Work task ▸ Below are some entries; state how many of their lines contain the word "ticker", with nothing else in the reply.

Provided data ▸
use thiserror::Error;

/// The error kinds from the service's error-handling contract. `InvalidConfig` and
/// `UnknownEnumValue` are raised while building a [`crate::config::BacktestConfig`],
/// before any simulation day runs; the rest can only occur mid-run and are always
/// fatal for the job that raised them.
#[derive(Debug, Error)]
pub enum BacktestError {
    #[error("invalid configuration: {0}")]
    InvalidConfig(String),

    #[error("unknown enum value: {0}")]
    UnknownEnumValue(String),

    #[error("missing base price for {ticker} on {date} needed to settle an order")]
    MissingPriceForSettlement { ticker: String, date: String },

    #[error("prepared data is empty for the requested ticker/date filter")]
    EmptyPreparedData,

    #[error("trade amount must be positive, got {0}")]
    NonPositiveTradeAmount(f64),
}

pub type Result<T> = std::result::Result<T, BacktestError>;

Answer box ▸ 3